Mr Das writes, “The railways were born of the industrial revolution. ...Karl Marx... predicted that railways would create an industrial revolution in India and transform the country. They did not.” He also notes that unlike major powers such as the US, Germany and Russia, where the railways drove the industrial revolution, nothing of the sort happened here. The book tries to explore why, examining at the same time the historical development of this national asset.
It had a serendipitous origin in the committee set up by the Railway Board and ministry in 2014 to suggest ways to make the railways more efficient.

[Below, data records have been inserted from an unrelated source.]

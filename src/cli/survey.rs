//! The monthly expense questionnaire.

use crate::cli::{io::Prompter, output, CliError};
use crate::config::Config;
use crate::feed::{self, BankRecord};
use crate::score::{Profile, ScoreSession, ScoreState};

const GUEST_USERNAME: &str = "guest";

/// Answer validation for a numeric prompt.
#[derive(Debug, Clone, Copy, PartialEq, Eq)]
pub enum NumberRule {
    /// Expenses: finite and non-negative.
    NonNegative,
    /// Budgets: any finite number; zero or below means "unset".
    Finite,
}

impl NumberRule {
    fn accepts(self, value: f64) -> bool {
        match self {
            NumberRule::NonNegative => value.is_finite() && value >= 0.0,
            NumberRule::Finite => value.is_finite(),
        }
    }
}

/// Keeps asking until the answer parses and passes `rule`. An empty answer
/// returns `None` when `allow_empty` is set.
pub fn ask_number<P: Prompter + ?Sized>(
    prompter: &mut P,
    prompt: &str,
    allow_empty: bool,
    rule: NumberRule,
) -> Result<Option<f64>, CliError> {
    loop {
        let answer = prompter.ask(prompt)?;
        let trimmed = answer.trim();
        if trimmed.is_empty() {
            if allow_empty {
                return Ok(None);
            }
            output::warning("A value is required.");
            continue;
        }
        match trimmed.trim_start_matches('$').parse::<f64>() {
            Ok(value) if rule.accepts(value) => return Ok(Some(value)),
            _ => output::warning(match rule {
                NumberRule::NonNegative => "Invalid input. Please enter a non-negative number.",
                NumberRule::Finite => "Invalid input. Please enter a number.",
            }),
        }
    }
}

/// Runs the whole survey: identity, bank history, expenses, budget, score.
pub fn run_survey<P: Prompter + ?Sized>(
    prompter: &mut P,
    config: &Config,
) -> Result<ScoreSession, CliError> {
    let username = prompter.ask("Enter your username")?;
    let username = match username.trim() {
        "" => GUEST_USERNAME.to_string(),
        name => name.to_string(),
    };
    output::success(format!("Welcome, {username}."));

    let mut session = ScoreSession::new(config.taxonomy.clone(), config.monthly_budget)?
        .with_profile(Profile::new(username));

    if config.load_sample_feed {
        let added =
            session.import_transactions(feed::sample_records().iter().map(BankRecord::to_entry))?;
        output::info(format!("Loaded {added} bank transactions."));
    }

    output::section("Monthly expenses");
    output::info("Enter your expenses for THIS month (press ENTER to skip an item).");
    for category in config.taxonomy.categories() {
        output::section(&category.name);
        for item in &category.items {
            let amount = ask_number(&mut *prompter, item, true, NumberRule::NonNegative)?;
            session.set_expense(&category.name, item, amount.unwrap_or(0.0))?;
        }
    }

    // A budget from the configuration file can be accepted with ENTER.
    let configured = config.monthly_budget > 0.0;
    let prompt = if configured {
        format!(
            "What is your TOTAL monthly budget (ENTER keeps {})",
            output::format_money(config.monthly_budget, &config.currency)
        )
    } else {
        "What is your TOTAL monthly budget".to_string()
    };
    let budget = ask_number(&mut *prompter, &prompt, configured, NumberRule::Finite)?
        .unwrap_or(config.monthly_budget);
    session.set_monthly_budget(budget)?;

    session.initialize();
    Ok(session)
}

/// Human-readable report of a computed score.
pub fn format_summary(state: &ScoreState, currency: &str) -> String {
    let mut lines = vec!["Your monthly spending summary:".to_string()];
    lines.extend(state.category_totals.iter().map(|entry| {
        format!(
            "  {}: {}",
            entry.category,
            output::format_money(entry.total, currency)
        )
    }));
    lines.push(String::new());
    lines.push(format!(
        "Total spent this month (survey + bank transactions): {}",
        output::format_money(state.total_spent, currency)
    ));
    lines.push(format!(
        "Your Budget Bee score: {} ({})",
        state.score,
        state.band()
    ));
    lines.join("\n")
}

Bibek Debroy, a Business Standard columnist, was the chairman and Sanjay Chadha was the secretary of the committee, which also included Mr Das as a member. Vidya Krishnamurthi, then with the NITI Aayog, helped draft the committee’s report, which was submitted in 2015. “As work progressed, we realised that we were not just interested in the Indian Railways as it currently existed, but were also interested in the Indian Railways of yesterday.” Those of us interested in quizzing would know that the first passenger train ran between Mumbai (then Bombay) and Thane in 1853, but the authors begin their narrative two decades before in the 1830s.

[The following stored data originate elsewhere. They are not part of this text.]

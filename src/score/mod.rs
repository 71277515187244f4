//! Budget Bee scoring: the pure score function and the stateful session that
//! keeps a score current as transactions arrive.

pub mod session;

pub use session::{Profile, ScoreSession, ScoreState, ScoreUpdate, SessionState};

use std::fmt;

use serde::{Deserialize, Serialize};

/// Score reported when no monthly budget is configured.
pub const NEUTRAL_SCORE: u8 = 50;
pub const MIN_SCORE: u8 = 10;
pub const MAX_SCORE: u8 = 100;
/// Spending beyond this multiple of the budget carries no further penalty.
pub const RATIO_CAP: f64 = 1.5;
const POINTS_PER_RATIO: f64 = 60.0;

/// Maps spending against a monthly budget onto a score in `[10, 100]`.
///
/// A budget that is zero, negative, or non-finite counts as unset and yields
/// [`NEUTRAL_SCORE`]. Otherwise the spend ratio is capped at [`RATIO_CAP`]
/// and scored linearly: `0 → 100`, `1 → 40`, `1.5 → 10`. Ties round half
/// away from zero.
pub fn compute_score(total_spent: f64, monthly_budget: f64) -> u8 {
    if !monthly_budget.is_finite() || monthly_budget <= 0.0 {
        return NEUTRAL_SCORE;
    }

    let ratio = (total_spent / monthly_budget).min(RATIO_CAP);
    let raw = 100.0 - ratio * POINTS_PER_RATIO;
    raw.round().clamp(MIN_SCORE as f64, MAX_SCORE as f64) as u8
}

/// Coarse reading of a score.
#[derive(Debug, Clone, Copy, PartialEq, Eq, Serialize, Deserialize)]
pub enum ScoreBand {
    /// Spent almost nothing.
    Thriving,
    /// Under budget, doing well.
    OnTrack,
    /// Getting close to the budget.
    Approaching,
    Overspending,
}

impl ScoreBand {
    pub fn from_score(score: u8) -> Self {
        match score {
            90.. => ScoreBand::Thriving,
            70..=89 => ScoreBand::OnTrack,
            40..=69 => ScoreBand::Approaching,
            _ => ScoreBand::Overspending,
        }
    }

    pub fn label(&self) -> &'static str {
        match self {
            ScoreBand::Thriving => "thriving",
            ScoreBand::OnTrack => "on track",
            ScoreBand::Approaching => "approaching budget",
            ScoreBand::Overspending => "overspending",
        }
    }
}

impl fmt::Display for ScoreBand {
    fn fmt(&self, f: &mut fmt::Formatter<'_>) -> fmt::Result {
        f.write_str(self.label())
    }
}
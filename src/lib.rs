#![doc(test(attr(deny(warnings))))]

//! Budget Bee tallies self-reported monthly expenses and bank transactions
//! and condenses them into a single budget score.
//!
//! ```
//! use budget_bee::{ledger::Taxonomy, score::ScoreSession};
//!
//! let mut session = ScoreSession::new(Taxonomy::survey_default(), 200.0)?;
//! session.add_transaction(50.0, "groceries")?;
//! let update = session.add_transaction(30.0, "fuel")?;
//! assert_eq!(update.total_spent, 80.0);
//! assert_eq!(update.score, 76);
//! # Ok::<(), budget_bee::errors::LedgerError>(())
//! ```

pub mod cli;
pub mod config;
pub mod errors;
pub mod feed;
pub mod ledger;
pub mod score;
pub mod utils;

use std::sync::Once;

static INIT_TRACING: Once = Once::new();

/// Initializes global tracing and emits a startup debug log.
pub fn init() {
    INIT_TRACING.call_once(|| {
        utils::init_tracing();
        tracing::debug!("Budget Bee tracing initialized.");
    });
}

#[cfg(test)]
mod tests {
    #[test]
    fn init_does_not_panic() {
        super::init();
        super::init();
    }
}
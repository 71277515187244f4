use budget_bee::{
    cli::{output, run_cli},
    init,
};

fn main() {
    init();

    if let Err(err) = run_cli() {
        output::error(format!("Error: {err}"));
        std::process::exit(1);
    }
}
//! Token Management
//!
//! Credential lifecycle: storage, expiry detection and single-flight
//! login/refresh.

pub mod expiry;
pub mod manager;
pub mod store;

pub use expiry::{decode_claims, is_expiration_message, DecodedClaims, EXPIRATION_PHRASES};
pub use manager::{
    create_credential_provider, CredentialProvider, SessionTokenManager, StaticTokenProvider,
    TokenManagerConfig, LOGIN_PATH, REFRESH_PATH,
};
pub use store::CredentialStore;
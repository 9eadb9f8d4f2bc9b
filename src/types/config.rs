//! Configuration Types
//!
//! Client configuration and authentication modes.

use secrecy::SecretString;
use std::time::Duration;
use url::Url;

use crate::error::ProtocolError;
use crate::resilience::{CircuitBreakerConfig, RetryPolicy};

/// Default margin before expiry at which a credential is refreshed.
pub const DEFAULT_EXPIRY_BUFFER: Duration = Duration::from_secs(60);

/// Default timeout for login and refresh exchanges.
pub const DEFAULT_AUTH_TIMEOUT: Duration = Duration::from_secs(10);

/// Default timeout for downstream calls.
pub const DEFAULT_REQUEST_TIMEOUT: Duration = Duration::from_secs(30);

/// Default circuit breaker name.
pub const DEFAULT_BREAKER_NAME: &str = "annotation-api";

/// Long-lived identity and secret exchanged for session credentials.
#[derive(Clone)]
pub struct SessionLogin {
    /// Account identity (usually an email address).
    pub identity: String,
    /// Account secret.
    pub secret: SecretString,
}

impl SessionLogin {
    pub fn new(identity: impl Into<String>, secret: impl Into<String>) -> Self {
        Self {
            identity: identity.into(),
            secret: SecretString::new(secret.into()),
        }
    }
}

impl std::fmt::Debug for SessionLogin {
    fn fmt(&self, f: &mut std::fmt::Formatter<'_>) -> std::fmt::Result {
        f.debug_struct("SessionLogin")
            .field("identity", &self.identity)
            .field("secret", &"[REDACTED]")
            .finish()
    }
}

/// How the client authenticates.
#[derive(Clone, Debug)]
pub enum AuthMode {
    /// Session credentials obtained by login and kept fresh by refresh.
    Session(SessionLogin),
    /// Legacy static token sent as `Authorization: Token <x>`.
    StaticToken(SecretString),
}

impl AuthMode {
    pub fn as_str(&self) -> &'static str {
        match self {
            Self::Session(_) => "session",
            Self::StaticToken(_) => "static_token",
        }
    }
}

/// Annotation client configuration.
#[derive(Clone, Debug)]
pub struct AnnotationConfig {
    /// Service base URL; request paths are appended to it.
    pub base_url: Url,
    /// Authentication mode.
    pub auth: AuthMode,
    /// Retry policy shared by every call.
    pub retry: RetryPolicy,
    /// Circuit breaker settings; `None` disables the breaker.
    pub circuit_breaker: Option<CircuitBreakerConfig>,
    /// Registry name of the breaker guarding this service.
    pub circuit_breaker_name: String,
    /// Refresh this long before the credential expires.
    pub expiry_buffer: Duration,
    /// Timeout for login and refresh exchanges.
    pub auth_timeout: Duration,
    /// Timeout for downstream calls.
    pub request_timeout: Duration,
    /// User-Agent header value.
    pub user_agent: String,
}

impl AnnotationConfig {
    /// Resolve a request path against the base URL.
    pub fn endpoint(&self, path: &str) -> Result<String, ProtocolError> {
        if path.contains("://") {
            return Err(ProtocolError::InvalidPath {
                path: path.to_string(),
                message: "absolute URLs are not accepted".to_string(),
            });
        }

        let joined = format!(
            "{}/{}",
            self.base_url.as_str().trim_end_matches('/'),
            path.trim_start_matches('/')
        );

        Url::parse(&joined)
            .map(String::from)
            .map_err(|e| ProtocolError::InvalidPath {
                path: path.to_string(),
                message: e.to_string(),
            })
    }

    /// Whether the static-token mode is configured.
    pub fn uses_static_token(&self) -> bool {
        matches!(self.auth, AuthMode::StaticToken(_))
    }
}

#[cfg(test)]
mod tests {
    use super::*;
    use crate::builders::annotation_config;

    fn config(base: &str) -> AnnotationConfig {
        annotation_config()
            .base_url(base)
            .static_token("t")
            .build()
            .unwrap()
    }

    #[test]
    fn test_endpoint_keeps_base_path() {
        let config = config("https://annotate.example.com/api/v1/");
        assert_eq!(
            config.endpoint("/tasks/7").unwrap(),
            "https://annotate.example.com/api/v1/tasks/7"
        );
        assert_eq!(
            config.endpoint("sessions").unwrap(),
            "https://annotate.example.com/api/v1/sessions"
        );
    }

    #[test]
    fn test_endpoint_rejects_absolute_urls() {
        let config = config("https://annotate.example.com");
        assert!(config.endpoint("https://evil.example.com/x").is_err());
    }

    #[test]
    fn test_session_login_debug_redacts_secret() {
        let login = SessionLogin::new("annotator", "hunter2");
        let debug = format!("{:?}", login);
        assert!(debug.contains("annotator"));
        assert!(!debug.contains("hunter2"));
    }
}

The book is divided neatly into five chapters, representing the chronological development of the railways in India from the 1830s to the middle of the 20th century. The neatness belies the haphazardness of how things progressed, as they usually do. These chapters are also filled with interesting anecdotes and characters. For instance, the engineer Arthur Cotton, who, in the 1830s, had planned out an experimental railway line between Madras and Chintradipet; the three-mile-long Red Hill Railroad was supposed to have animals pulling the train — though it had a few steam engines as well. However, after a brief stint in Tasmania, possibly on medical leave, Cotton changed his views completely and became a great advocate for irrigation and waterways than railways. There is also Rowland Macdonald Stephenson, who in the 1850s, wanted to build a railway line between Calcutta and Hong Kong. Many such narratives keep the reader absorbed throughout the slim breadth of this volume.

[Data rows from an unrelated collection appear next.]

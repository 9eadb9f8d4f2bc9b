//! Token Manager
//!
//! Keeps the session credential valid under concurrent use. Fresh
//! credentials are served from a lock-free snapshot; login and refresh run
//! under a single async mutex with the freshness re-checked after acquiring
//! it, so concurrent callers trigger at most one exchange.

use async_trait::async_trait;
use chrono::Utc;
use secrecy::{ExposeSecret, SecretString};
use std::sync::Arc;
use std::time::Duration;
use tokio::sync::Mutex;
use tracing::{debug, info, instrument, warn};

use crate::core::{send_with_deadline, HttpMethod, HttpRequest, HttpResponse, HttpTransport};
use crate::error::{
    error_from_response, sanitize_reason, AnnotationError, AnnotationResult, AuthenticationError,
    ErrorContext,
};
use crate::telemetry::{AuthMetrics, FallbackReason, NoOpMetrics};
use crate::token::CredentialStore;
use crate::types::{
    AnnotationConfig, AuthMode, AuthScheme, Credential, LoginRequest, RefreshRequest,
    SessionLogin, SessionResponse, DEFAULT_AUTH_TIMEOUT, DEFAULT_EXPIRY_BUFFER,
};

/// Path of the login endpoint.
pub const LOGIN_PATH: &str = "/sessions";

/// Path of the refresh endpoint.
pub const REFRESH_PATH: &str = "/sessions/refresh";

/// Source of credentials for outbound calls.
#[async_trait]
pub trait CredentialProvider: Send + Sync {
    /// Return a credential that is not within the expiry buffer, logging in
    /// or refreshing first if needed.
    async fn ensure_authenticated(&self) -> AnnotationResult<Arc<Credential>>;

    /// Replace `stale` after the remote service reported it expired.
    ///
    /// If another caller already replaced it, the current credential is
    /// returned without a network exchange.
    async fn force_refresh(&self, stale: &Credential) -> AnnotationResult<Arc<Credential>>;

    /// Wipe stored credentials. Never fails.
    fn clear(&self);

    /// Whether a credential is currently held.
    fn is_authenticated(&self) -> bool;
}

/// Token manager configuration.
#[derive(Debug, Clone)]
pub struct TokenManagerConfig {
    /// Refresh this long before expiry (default: 60 seconds).
    pub expiry_buffer: Duration,
    /// Timeout of each login or refresh exchange.
    pub auth_timeout: Duration,
}

impl Default for TokenManagerConfig {
    fn default() -> Self {
        Self {
            expiry_buffer: DEFAULT_EXPIRY_BUFFER,
            auth_timeout: DEFAULT_AUTH_TIMEOUT,
        }
    }
}

/// Session-based credential provider.
pub struct SessionTokenManager {
    config: TokenManagerConfig,
    login_url: String,
    refresh_url: String,
    transport: Arc<dyn HttpTransport>,
    store: CredentialStore,
    exchange_lock: Mutex<()>,
    metrics: Arc<dyn AuthMetrics>,
}

impl SessionTokenManager {
    /// Create new token manager.
    pub fn new(
        login: SessionLogin,
        login_url: impl Into<String>,
        refresh_url: impl Into<String>,
        config: TokenManagerConfig,
        transport: Arc<dyn HttpTransport>,
    ) -> Self {
        Self {
            config,
            login_url: login_url.into(),
            refresh_url: refresh_url.into(),
            transport,
            store: CredentialStore::new(login),
            exchange_lock: Mutex::new(()),
            metrics: Arc::new(NoOpMetrics),
        }
    }

    /// Create a manager for the session endpoints under the configured base URL.
    pub fn from_config(
        config: &AnnotationConfig,
        login: SessionLogin,
        transport: Arc<dyn HttpTransport>,
    ) -> AnnotationResult<Self> {
        Ok(Self::new(
            login,
            config.endpoint(LOGIN_PATH)?,
            config.endpoint(REFRESH_PATH)?,
            TokenManagerConfig {
                expiry_buffer: config.expiry_buffer,
                auth_timeout: config.auth_timeout,
            },
            transport,
        ))
    }

    pub fn with_metrics(mut self, metrics: Arc<dyn AuthMetrics>) -> Self {
        self.metrics = metrics;
        self
    }

    /// The underlying credential store.
    pub fn store(&self) -> &CredentialStore {
        &self.store
    }

    /// Log in with the stored identity and secret, replacing any credential.
    pub async fn login(&self) -> AnnotationResult<Arc<Credential>> {
        let _guard = self.exchange_lock.lock().await;
        self.login_locked().await
    }

    /// Refresh the current credential, falling back to login when the
    /// refresh secret is rejected or the response is malformed.
    pub async fn refresh(&self) -> AnnotationResult<Arc<Credential>> {
        let _guard = self.exchange_lock.lock().await;
        self.renew_locked().await
    }

    async fn renew_locked(&self) -> AnnotationResult<Arc<Credential>> {
        match self.store.current() {
            Some(current) if !current.is_absent() => self.refresh_locked(&current).await,
            _ => self.login_locked().await,
        }
    }

    #[instrument(skip(self), fields(identity = %self.store.identity()))]
    async fn login_locked(&self) -> AnnotationResult<Arc<Credential>> {
        match self.exchange_login().await {
            Ok(credential) => {
                self.metrics.record_login(true);
                info!(expires_at = ?credential.expires_at, "logged in");
                Ok(self.store.replace(credential))
            }
            Err(error) => {
                self.metrics.record_login(false);
                if error.clears_credentials() {
                    self.clear();
                }
                warn!(error = %error, "login failed");
                Err(error)
            }
        }
    }

    async fn exchange_login(&self) -> AnnotationResult<Credential> {
        let secret: &str = self.store.secret().expose_secret();
        let request = HttpRequest::new(HttpMethod::Post, &self.login_url)
            .header("Accept", "application/json")
            .json(&LoginRequest {
                identity: self.store.identity(),
                secret,
            })?
            .timeout(self.config.auth_timeout);

        let response = send_with_deadline(self.transport.as_ref(), request).await?;

        if !response.is_success() {
            return Err(login_failure(&response, secret));
        }

        let session = SessionResponse::parse("login", &response.body)?;
        Ok(Credential::from_session(session, None, Utc::now())?)
    }

    #[instrument(skip(self, current), fields(identity = %self.store.identity()))]
    async fn refresh_locked(&self, current: &Credential) -> AnnotationResult<Arc<Credential>> {
        let Some(refresh_secret) = current.refresh_secret().cloned() else {
            return self.fall_back_to_login(FallbackReason::MissingRefreshSecret).await;
        };

        let request = HttpRequest::new(HttpMethod::Post, &self.refresh_url)
            .header("Accept", "application/json")
            .json(&RefreshRequest {
                refresh_secret: refresh_secret.expose_secret().as_str(),
            })?
            .timeout(self.config.auth_timeout);

        let response = send_with_deadline(self.transport.as_ref(), request).await?;

        match response.status {
            200..=299 => match self.credential_from_refresh(&response, &refresh_secret) {
                Ok(credential) => {
                    self.metrics.record_refresh(true);
                    info!(expires_at = ?credential.expires_at, "credential refreshed");
                    Ok(self.store.replace(credential))
                }
                Err(error) => {
                    self.metrics.record_refresh(false);
                    warn!(error = %error, "refresh response malformed");
                    self.fall_back_to_login(FallbackReason::MalformedResponse).await
                }
            },
            400 | 401 | 403 => {
                self.metrics.record_refresh(false);
                warn!(status = response.status, "refresh secret rejected");
                self.fall_back_to_login(FallbackReason::RefreshRejected).await
            }
            status => {
                self.metrics.record_refresh(false);
                Err(error_from_response(
                    "refresh",
                    status,
                    &response.body,
                    response.retry_after(),
                    &[refresh_secret.expose_secret().as_str()],
                ))
            }
        }
    }

    fn credential_from_refresh(
        &self,
        response: &HttpResponse,
        previous: &SecretString,
    ) -> AnnotationResult<Credential> {
        let session = SessionResponse::parse("refresh", &response.body)?;
        Ok(Credential::from_session(session, Some(previous), Utc::now())?)
    }

    async fn fall_back_to_login(
        &self,
        reason: FallbackReason,
    ) -> AnnotationResult<Arc<Credential>> {
        self.metrics.record_refresh_fallback(reason);
        debug!(reason = reason.as_str(), "falling back to login");
        self.login_locked().await
    }
}

/// Classify a rejected login.
fn login_failure(response: &HttpResponse, secret: &str) -> AnnotationError {
    let context = ErrorContext::new("login")
        .with_status(response.status)
        .with_reason(sanitize_reason(&response.body, &[secret]));

    match response.status {
        401 | 403 => {
            let body = response.body.to_lowercase();
            let privilege = ["privilege", "permission", "forbidden", "not allowed"]
                .iter()
                .any(|p| body.contains(p));
            let identity = ["identity", "credential", "password", "invalid", "not found"]
                .iter()
                .any(|p| body.contains(p));

            if privilege || (response.status == 403 && !identity) {
                AuthenticationError::InsufficientPrivilege { context }.into()
            } else {
                AuthenticationError::InvalidIdentity { context }.into()
            }
        }
        status => error_from_response(
            "login",
            status,
            &response.body,
            response.retry_after(),
            &[secret],
        ),
    }
}

#[async_trait]
impl CredentialProvider for SessionTokenManager {
    #[instrument(level = "debug", skip(self))]
    async fn ensure_authenticated(&self) -> AnnotationResult<Arc<Credential>> {
        if let Some(credential) = self.store.fresh(self.config.expiry_buffer, Utc::now()) {
            return Ok(credential);
        }

        let _guard = self.exchange_lock.lock().await;

        if let Some(credential) = self.store.fresh(self.config.expiry_buffer, Utc::now()) {
            debug!("credential renewed by a concurrent caller");
            return Ok(credential);
        }

        self.renew_locked().await
    }

    async fn force_refresh(&self, stale: &Credential) -> AnnotationResult<Arc<Credential>> {
        let _guard = self.exchange_lock.lock().await;

        if let Some(current) = self.store.current() {
            if !current.same_access_as(stale) && current.is_fresh(Duration::ZERO, Utc::now()) {
                debug!("expired credential already replaced");
                return Ok(current);
            }
        }

        self.renew_locked().await
    }

    fn clear(&self) {
        if self.store.is_authenticated() {
            self.metrics.record_credential_cleared();
            debug!(identity = %self.store.identity(), "credential store cleared");
        }
        self.store.clear();
    }

    fn is_authenticated(&self) -> bool {
        self.store.is_authenticated()
    }
}

/// Credential provider for a fixed, non-expiring token.
pub struct StaticTokenProvider {
    credential: Arc<Credential>,
}

impl StaticTokenProvider {
    pub fn new(token: SecretString) -> Self {
        Self {
            credential: Arc::new(Credential::non_expiring(token, AuthScheme::Token)),
        }
    }
}

#[async_trait]
impl CredentialProvider for StaticTokenProvider {
    async fn ensure_authenticated(&self) -> AnnotationResult<Arc<Credential>> {
        Ok(Arc::clone(&self.credential))
    }

    async fn force_refresh(&self, _stale: &Credential) -> AnnotationResult<Arc<Credential>> {
        Err(AuthenticationError::RefreshUnsupported {
            context: ErrorContext::new("refresh")
                .with_reason(Some("static tokens cannot be refreshed".to_string())),
        }
        .into())
    }

    fn clear(&self) {}

    fn is_authenticated(&self) -> bool {
        true
    }
}

/// Create the credential provider matching the configured auth mode.
pub fn create_credential_provider(
    config: &AnnotationConfig,
    transport: Arc<dyn HttpTransport>,
    metrics: Arc<dyn AuthMetrics>,
) -> AnnotationResult<Arc<dyn CredentialProvider>> {
    match &config.auth {
        AuthMode::Session(login) => Ok(Arc::new(
            SessionTokenManager::from_config(config, login.clone(), transport)?
                .with_metrics(metrics),
        )),
        AuthMode::StaticToken(token) => Ok(Arc::new(StaticTokenProvider::new(token.clone()))),
    }
}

The book is also timely because of some pertinent changes in the functioning of the railways in recent times. The introduction of flexible fares, especially on premier trains, and a shifting focus on freight are important, but more than that, the scrapping of the Railway Budget. For the first time in 93 years, FY18 got no Railway Budget, which was merged with the Union Budget. According to newspaper reports, the committee chaired by Mr Debroy suggested this change as a separate Budget for the railways, being a very small part of the general one, hardly made fiscal sense. With more fiscal discipline, and less politicisation, it is now expected to lead to a more effective functioning of the railways. Perhaps the authors can think of adding a new chapter on how the railways changed since 2017, when they bring out an updated edition a few years later.